> [TRY IT]: Each line below from the one containing "use std::sync::Arc;" through the one containing "fn fmt(&self, f: &mut" should be output exactly as it stands, and no other line should appear.

> [DATA FOR PROCESSING]:
- Opening Delimiter -

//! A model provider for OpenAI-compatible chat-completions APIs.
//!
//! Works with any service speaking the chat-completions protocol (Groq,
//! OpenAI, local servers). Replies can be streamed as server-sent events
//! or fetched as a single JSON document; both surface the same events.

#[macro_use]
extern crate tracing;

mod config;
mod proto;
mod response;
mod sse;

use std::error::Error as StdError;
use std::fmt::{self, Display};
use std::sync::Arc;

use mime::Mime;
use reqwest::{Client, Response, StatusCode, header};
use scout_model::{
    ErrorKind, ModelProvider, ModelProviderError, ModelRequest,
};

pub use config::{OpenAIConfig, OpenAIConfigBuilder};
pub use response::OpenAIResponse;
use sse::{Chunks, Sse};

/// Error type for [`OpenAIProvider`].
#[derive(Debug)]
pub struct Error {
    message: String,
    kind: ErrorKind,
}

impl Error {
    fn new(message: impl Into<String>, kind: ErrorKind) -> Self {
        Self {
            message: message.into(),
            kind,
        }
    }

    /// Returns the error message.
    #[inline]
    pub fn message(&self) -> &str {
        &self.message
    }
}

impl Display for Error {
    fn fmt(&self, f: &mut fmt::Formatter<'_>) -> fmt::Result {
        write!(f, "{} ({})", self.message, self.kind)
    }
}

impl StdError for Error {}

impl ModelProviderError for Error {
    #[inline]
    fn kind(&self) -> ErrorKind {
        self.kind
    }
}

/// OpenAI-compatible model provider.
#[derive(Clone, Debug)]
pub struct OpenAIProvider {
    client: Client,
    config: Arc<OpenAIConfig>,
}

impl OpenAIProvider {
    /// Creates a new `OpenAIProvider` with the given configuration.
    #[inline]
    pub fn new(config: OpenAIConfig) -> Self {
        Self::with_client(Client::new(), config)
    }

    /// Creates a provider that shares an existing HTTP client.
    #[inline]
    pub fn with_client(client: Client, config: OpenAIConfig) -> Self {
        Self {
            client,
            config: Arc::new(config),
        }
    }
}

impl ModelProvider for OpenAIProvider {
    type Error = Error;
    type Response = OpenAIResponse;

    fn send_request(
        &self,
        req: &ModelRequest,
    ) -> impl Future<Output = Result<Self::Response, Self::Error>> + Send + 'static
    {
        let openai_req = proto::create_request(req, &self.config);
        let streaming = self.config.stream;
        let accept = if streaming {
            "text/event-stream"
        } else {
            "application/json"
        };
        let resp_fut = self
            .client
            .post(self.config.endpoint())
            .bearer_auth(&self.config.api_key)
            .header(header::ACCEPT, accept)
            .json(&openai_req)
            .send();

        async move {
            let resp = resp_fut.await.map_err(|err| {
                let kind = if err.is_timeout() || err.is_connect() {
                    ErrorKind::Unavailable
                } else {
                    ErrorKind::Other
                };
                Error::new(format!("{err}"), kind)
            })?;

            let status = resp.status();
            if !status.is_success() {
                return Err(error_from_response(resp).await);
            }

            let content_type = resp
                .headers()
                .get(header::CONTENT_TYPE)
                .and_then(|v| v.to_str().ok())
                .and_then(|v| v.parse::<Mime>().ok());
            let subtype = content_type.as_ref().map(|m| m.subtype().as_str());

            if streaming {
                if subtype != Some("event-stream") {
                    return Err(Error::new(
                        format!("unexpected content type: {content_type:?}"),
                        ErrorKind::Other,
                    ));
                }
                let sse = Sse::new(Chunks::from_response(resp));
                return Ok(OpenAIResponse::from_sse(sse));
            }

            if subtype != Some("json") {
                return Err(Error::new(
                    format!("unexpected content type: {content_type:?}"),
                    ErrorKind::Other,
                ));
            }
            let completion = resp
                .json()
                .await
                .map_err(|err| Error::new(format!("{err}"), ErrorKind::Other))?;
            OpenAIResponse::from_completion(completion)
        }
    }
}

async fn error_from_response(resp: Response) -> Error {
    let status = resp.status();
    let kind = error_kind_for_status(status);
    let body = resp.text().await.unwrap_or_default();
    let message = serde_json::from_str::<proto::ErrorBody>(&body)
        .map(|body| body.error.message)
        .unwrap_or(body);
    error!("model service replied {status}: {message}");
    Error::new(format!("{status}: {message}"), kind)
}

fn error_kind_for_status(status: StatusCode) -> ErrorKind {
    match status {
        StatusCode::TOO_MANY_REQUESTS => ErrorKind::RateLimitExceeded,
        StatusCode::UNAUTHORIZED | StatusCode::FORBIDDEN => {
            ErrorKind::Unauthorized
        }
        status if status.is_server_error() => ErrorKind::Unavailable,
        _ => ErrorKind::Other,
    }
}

- Closing Delimiter -

> [TASK ANSWER]:
use std::sync::Arc;

use mime::Mime;
use reqwest::{Client, Response, StatusCode, header};
use scout_model::{
    ErrorKind, ModelProvider, ModelProviderError, ModelRequest,
};

pub use config::{OpenAIConfig, OpenAIConfigBuilder};
pub use response::OpenAIResponse;
use sse::{Chunks, Sse};

/// Error type for [`OpenAIProvider`].
#[derive(Debug)]
pub struct Error {
    message: String,
    kind: ErrorKind,
}

impl Error {
    fn new(message: impl Into<String>, kind: ErrorKind) -> Self {
        Self {
            message: message.into(),
            kind,
        }
    }

    /// Returns the error message.
    #[inline]
    pub fn message(&self) -> &str {
        &self.message
    }
}

impl Display for Error {
    fn fmt(&self, f: &mut fmt::Formatter<'_>) -> fmt::Result {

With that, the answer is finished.